Di colpo, ci troviamo letteralmente travolti da onde anomale di gioia, da taluni apertamente manifestata, da altri condivisa in (religioso?) silenzio. Anche nella sfera del diritto? Ebbene, nella sua autonomia e indipendenza, la giurisdizione penale esige giudici – diversa la posizione dei magistrati del pubblico ministero – costituzionalmente “soggetti soltanto alla legge”. E, per ciò stesso, intrinsecamente soggetti al logos, all’esercizio ossia della ragione, fonte indefettibile del “libero convincimento”. Che è altro dal “libero arbitrio”. “Libero”, per l’appunto, alla luce della dottrina e della giurisprudenza, oltre che del buon senso, equivale a logico, coerente, ragionevole, se non razionale, e conforme alla legge e ai fatti. Una libertà, insomma, intrisa della linfa vitale della ratio e dello ius, che, in contesti di common law, forse in modo più pertinente e cogente, definisce e postula standard di “certezza oltre ogni ragionevole dubbio”.

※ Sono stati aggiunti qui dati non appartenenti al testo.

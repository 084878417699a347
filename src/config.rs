use std::fs;
use std::path::Path;

use serde::{Deserialize, Serialize};

use crate::constants::{
    default_pursuer_roster, AMBUSH_LOOKAHEAD, CAPTURE_PAUSE_MS, CONDITIONAL_THRESHOLD,
    DOT_POINTS, FLANK_LOOKAHEAD, MAZE_HEIGHT, MAZE_WIDTH, PLAYER_SPAWN, POWER_PICKUP_POINTS,
    PURSUER_POINTS, RALLY_POSITION, STARTING_LIVES, TICK_MS, VULNERABILITY_MS,
};
use crate::error::ConfigError;
use crate::types::{Position, PursuerKind};

#[derive(Clone, Debug, PartialEq, Eq, Serialize, Deserialize)]
pub struct PursuerSpec {
    pub kind: PursuerKind,
    pub spawn: Position,
    pub home: Position,
}

#[derive(Clone, Debug, PartialEq, Eq, Serialize, Deserialize)]
#[serde(default, rename_all = "camelCase")]
pub struct EngineConfig {
    pub width: i32,
    pub height: i32,
    pub layout: Option<Vec<String>>,
    pub tick_ms: u64,
    pub vulnerability_ms: u64,
    pub capture_pause_ms: u64,
    pub conditional_threshold: i32,
    pub ambush_lookahead: i32,
    pub flank_lookahead: i32,
    pub starting_lives: u32,
    pub dot_points: u32,
    pub power_points: u32,
    pub pursuer_points: u32,
    pub player_spawn: Position,
    pub rally: Position,
    pub pursuers: Vec<PursuerSpec>,
}

impl Default for EngineConfig {
    fn default() -> Self {
        Self {
            width: MAZE_WIDTH,
            height: MAZE_HEIGHT,
            layout: None,
            tick_ms: TICK_MS,
            vulnerability_ms: VULNERABILITY_MS,
            capture_pause_ms: CAPTURE_PAUSE_MS,
            conditional_threshold: CONDITIONAL_THRESHOLD,
            ambush_lookahead: AMBUSH_LOOKAHEAD,
            flank_lookahead: FLANK_LOOKAHEAD,
            starting_lives: STARTING_LIVES,
            dot_points: DOT_POINTS,
            power_points: POWER_PICKUP_POINTS,
            pursuer_points: PURSUER_POINTS,
            player_spawn: PLAYER_SPAWN,
            rally: RALLY_POSITION,
            pursuers: default_pursuer_roster(MAZE_WIDTH, MAZE_HEIGHT)
                .into_iter()
                .map(|(kind, spawn, home)| PursuerSpec { kind, spawn, home })
                .collect(),
        }
    }
}

impl EngineConfig {
    pub fn load(path: &Path) -> Result<Self, ConfigError> {
        let text = fs::read_to_string(path)?;
        Self::from_json(&text)
    }

    pub fn from_json(text: &str) -> Result<Self, ConfigError> {
        Ok(serde_json::from_str(text)?)
    }

    pub fn pursuer_spec(&self, kind: PursuerKind) -> Option<&PursuerSpec> {
        self.pursuers.iter().find(|spec| spec.kind == kind)
    }
}

#[cfg(test)]
mod tests {
    use super::EngineConfig;
    use crate::error::ConfigError;
    use crate::types::{Position, PursuerKind};

    #[test]
    fn partial_json_overrides_only_named_fields() {
        let config = EngineConfig::from_json(
            r#"{ "vulnerabilityMs": 2500, "conditionalThreshold": 3 }"#,
        )
        .expect("partial config parses");
        assert_eq!(config.vulnerability_ms, 2_500);
        assert_eq!(config.conditional_threshold, 3);
        assert_eq!(config.tick_ms, EngineConfig::default().tick_ms);
        assert_eq!(config.pursuers.len(), 4);
    }

    #[test]
    fn default_roster_has_one_pursuer_of_each_kind() {
        let config = EngineConfig::default();
        for kind in [
            PursuerKind::Direct,
            PursuerKind::Ambusher,
            PursuerKind::Flanker,
            PursuerKind::Conditional,
        ] {
            assert!(config.pursuer_spec(kind).is_some());
        }
        assert_eq!(
            config.pursuer_spec(PursuerKind::Direct).map(|spec| spec.home),
            Some(Position { x: 26, y: 0 })
        );
    }

    #[test]
    fn malformed_json_is_a_parse_error() {
        let result = EngineConfig::from_json("{ not json");
        assert!(matches!(result, Err(ConfigError::Parse(_))));
    }

    #[test]
    fn missing_file_is_an_io_error() {
        let path = std::env::temp_dir()
            .join("maze-chase-missing-config")
            .join("config.json");
        let result = EngineConfig::load(&path);
        assert!(matches!(result, Err(ConfigError::Io(_))));
    }
}
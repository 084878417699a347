use crate::constants::STARTING_LIVES;
use crate::types::SessionView;

#[derive(Clone, Debug, PartialEq, Eq)]
pub struct Session {
    starting_lives: u32,
    score: u32,
    lives: u32,
    level: u32,
    active: bool,
    over: bool,
    sound_enabled: bool,
}

impl Default for Session {
    fn default() -> Self {
        Self::new(STARTING_LIVES)
    }
}

impl Session {
    pub fn new(starting_lives: u32) -> Self {
        Self {
            starting_lives: starting_lives.max(1),
            score: 0,
            lives: starting_lives.max(1),
            level: 1,
            active: false,
            over: false,
            sound_enabled: true,
        }
    }

    pub fn start(&mut self) {
        self.score = 0;
        self.lives = self.starting_lives;
        self.level = 1;
        self.active = true;
        self.over = false;
    }

    pub fn lose_life(&mut self) -> bool {
        self.lives = self.lives.saturating_sub(1);
        if self.lives == 0 {
            self.over = true;
            self.active = false;
        }
        self.over
    }

    pub fn add_score(&mut self, points: u32) {
        self.score = self.score.saturating_add(points);
    }

    pub fn advance_level(&mut self) {
        self.level += 1;
    }

    pub fn toggle_sound(&mut self) -> bool {
        self.sound_enabled = !self.sound_enabled;
        self.sound_enabled
    }

    pub fn score(&self) -> u32 {
        self.score
    }

    pub fn lives(&self) -> u32 {
        self.lives
    }

    pub fn level(&self) -> u32 {
        self.level
    }

    pub fn is_active(&self) -> bool {
        self.active
    }

    pub fn is_over(&self) -> bool {
        self.over
    }

    pub fn sound_enabled(&self) -> bool {
        self.sound_enabled
    }

    pub fn view(&self) -> SessionView {
        SessionView {
            score: self.score,
            lives: self.lives,
            level: self.level,
            active: self.active,
            over: self.over,
            sound_enabled: self.sound_enabled,
        }
    }
}

#[cfg(test)]
mod tests {
    use super::Session;

    #[test]
    fn fresh_session_is_not_started() {
        let session = Session::default();
        assert!(!session.is_active());
        assert!(!session.is_over());
        assert_eq!(session.lives(), 3);
        assert_eq!(session.level(), 1);
    }

    #[test]
    fn losing_every_life_ends_the_game() {
        let mut session = Session::default();
        session.start();
        assert!(!session.lose_life());
        assert!(!session.lose_life());
        assert!(session.is_active());
        assert!(session.lose_life());
        assert!(session.is_over());
        assert!(!session.is_active());
        assert_eq!(session.lives(), 0);
    }

    #[test]
    fn advance_level_keeps_score_and_lives() {
        let mut session = Session::default();
        session.start();
        session.add_score(120);
        session.lose_life();
        session.advance_level();
        assert_eq!(session.level(), 2);
        assert_eq!(session.score(), 120);
        assert_eq!(session.lives(), 2);
        assert!(session.is_active());
    }

    #[test]
    fn restart_after_game_over_resets_progress() {
        let mut session = Session::new(1);
        session.start();
        session.add_score(500);
        session.advance_level();
        assert!(session.lose_life());

        session.start();
        assert!(session.is_active());
        assert!(!session.is_over());
        assert_eq!((session.score(), session.lives(), session.level()), (0, 1, 1));
    }

    #[test]
    fn sound_toggle_flips_flag() {
        let mut session = Session::default();
        assert!(session.sound_enabled());
        assert!(!session.toggle_sound());
        assert!(session.toggle_sound());
    }
}
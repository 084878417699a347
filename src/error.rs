use std::fmt;

use crate::types::{Position, PursuerKind};

#[derive(Clone, Debug, PartialEq, Eq)]
pub enum SetupError {
    InvalidDimensions { width: i32, height: i32 },
    InvalidTickPeriod,
    RaggedLayout { row: usize, expected: usize, actual: usize },
    UnknownTile { x: i32, y: i32, tile: char },
    PowerCornerOutOfBounds { corner: Position },
    PowerCornerBlocked { corner: Position },
    SpawnOutOfBounds { what: &'static str, at: Position },
    SpawnOnWall { what: &'static str, at: Position },
    PlayerSpawnRestricted { at: Position },
    PursuerRoster { missing: Option<PursuerKind>, count: usize },
}

impl fmt::Display for SetupError {
    fn fmt(&self, f: &mut fmt::Formatter<'_>) -> fmt::Result {
        match self {
            Self::InvalidDimensions { width, height } => {
                write!(f, "invalid maze dimensions: {width}x{height}")
            }
            Self::InvalidTickPeriod => write!(f, "tick period must be at least 1 ms"),
            Self::RaggedLayout {
                row,
                expected,
                actual,
            } => write!(
                f,
                "layout row {row} has {actual} tiles, expected {expected}"
            ),
            Self::UnknownTile { x, y, tile } => {
                write!(f, "unknown layout tile {tile:?} at ({x},{y})")
            }
            Self::PowerCornerOutOfBounds { corner } => write!(
                f,
                "power pickup corner ({},{}) is outside the maze",
                corner.x, corner.y
            ),
            Self::PowerCornerBlocked { corner } => write!(
                f,
                "power pickup corner ({},{}) is not an open cell",
                corner.x, corner.y
            ),
            Self::SpawnOutOfBounds { what, at } => {
                write!(f, "{what} at ({},{}) is outside the maze", at.x, at.y)
            }
            Self::SpawnOnWall { what, at } => {
                write!(f, "{what} at ({},{}) is a wall", at.x, at.y)
            }
            Self::PlayerSpawnRestricted { at } => write!(
                f,
                "player spawn ({},{}) is inside the restricted zone",
                at.x, at.y
            ),
            Self::PursuerRoster { missing, count } => match missing {
                Some(kind) => write!(f, "pursuer roster lacks a {kind:?} pursuer"),
                None => write!(f, "pursuer roster must have 4 entries, got {count}"),
            },
        }
    }
}

impl std::error::Error for SetupError {}

#[derive(Debug)]
pub enum ConfigError {
    Io(std::io::Error),
    Parse(serde_json::Error),
}

impl fmt::Display for ConfigError {
    fn fmt(&self, f: &mut fmt::Formatter<'_>) -> fmt::Result {
        match self {
            Self::Io(error) => write!(f, "failed to read config: {error}"),
            Self::Parse(error) => write!(f, "failed to parse config: {error}"),
        }
    }
}

impl std::error::Error for ConfigError {
    fn source(&self) -> Option<&(dyn std::error::Error + 'static)> {
        match self {
            Self::Io(error) => Some(error),
            Self::Parse(error) => Some(error),
        }
    }
}

impl From<std::io::Error> for ConfigError {
    fn from(error: std::io::Error) -> Self {
        Self::Io(error)
    }
}

impl From<serde_json::Error> for ConfigError {
    fn from(error: serde_json::Error) -> Self {
        Self::Parse(error)
    }
}
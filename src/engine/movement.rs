use super::*;

pub fn try_move(
    grid: &Grid,
    current: Position,
    requested: Direction,
    fallback: Direction,
    mover: Mover,
) -> (Position, Direction) {
    let candidate = current.moved(requested);
    if grid.is_valid_move(candidate, mover) {
        return (candidate, requested);
    }
    let candidate = current.moved(fallback);
    if grid.is_valid_move(candidate, mover) {
        return (candidate, fallback);
    }
    (current, fallback)
}

impl GameEngine {
    pub(super) fn move_player(&mut self, now_ms: u64) {
        let before = self.player.position;
        let (position, facing) = try_move(
            &self.grid,
            before,
            self.player.requested,
            self.player.facing,
            Mover::Player,
        );
        self.player.position = position;
        self.player.facing = facing;
        if position != before {
            self.consume_pickup(position, now_ms);
        }
    }
}
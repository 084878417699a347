pub mod autopilot;
pub mod config;
pub mod constants;
pub mod engine;
pub mod error;
pub mod pickups;
pub mod rng;
pub mod session;
pub mod types;
pub mod world;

Quando saranno rese note le motivazioni assolutorie della Corte di Giustizia di Milano, l’auspicio è che la specifica complessità di alcuni interrogativi qui proposti trovi puntuali, plausibili risposte, tali (quanto meno) da eguagliare e controbilanciare il rigore logico-argomentativo, in diritto e in fatto, della sentenza appena riformata “in nome del popolo italiano”. Solo per comprendere, stante il giudizio pronunciato nel nostro nome. Noi, il popolo, usa dire e pensare in USA. Scrive John Locke, nel suo Secondo Trattato sul Governo: “Laddove è possibile un appello alla legge e ai giudici costituiti, ma il rimedio è negato da un manifesto pervertimento della giustizia e da una sfacciata distorsione della legge intese a proteggere o incoraggiare la violenza o le offese di alcuni uomini o partiti, qui è difficile immaginare altra cosa da uno stato di guerra. Poiché ogniqualvolta si usi violenza o si arrechi offesa, anche se viene dalle mani di chi è designato ad amministrare la giustizia, è sempre violenza o offesa, per quanto dissimulata sotto il nome, le vesti o le forme della legge il cui fine è proteggere e rendere giustizia all’innocente mediante un’imparziale applicazione a tutti coloro che a quella legge sono soggetti”. Perché, “se vuoi sapere che cosa è uno Stato e il suo diritto, la sua giustizia e la sua libertà, devi solo domandarti quanti innocenti tiene in prigione e quanti criminali lascia in libertà” (Ivo Andric). E tuttavia, ci ricorda Shakespeare, “vi sono più cose in cielo e in terra”, di quante non possiamo neppure immaginare.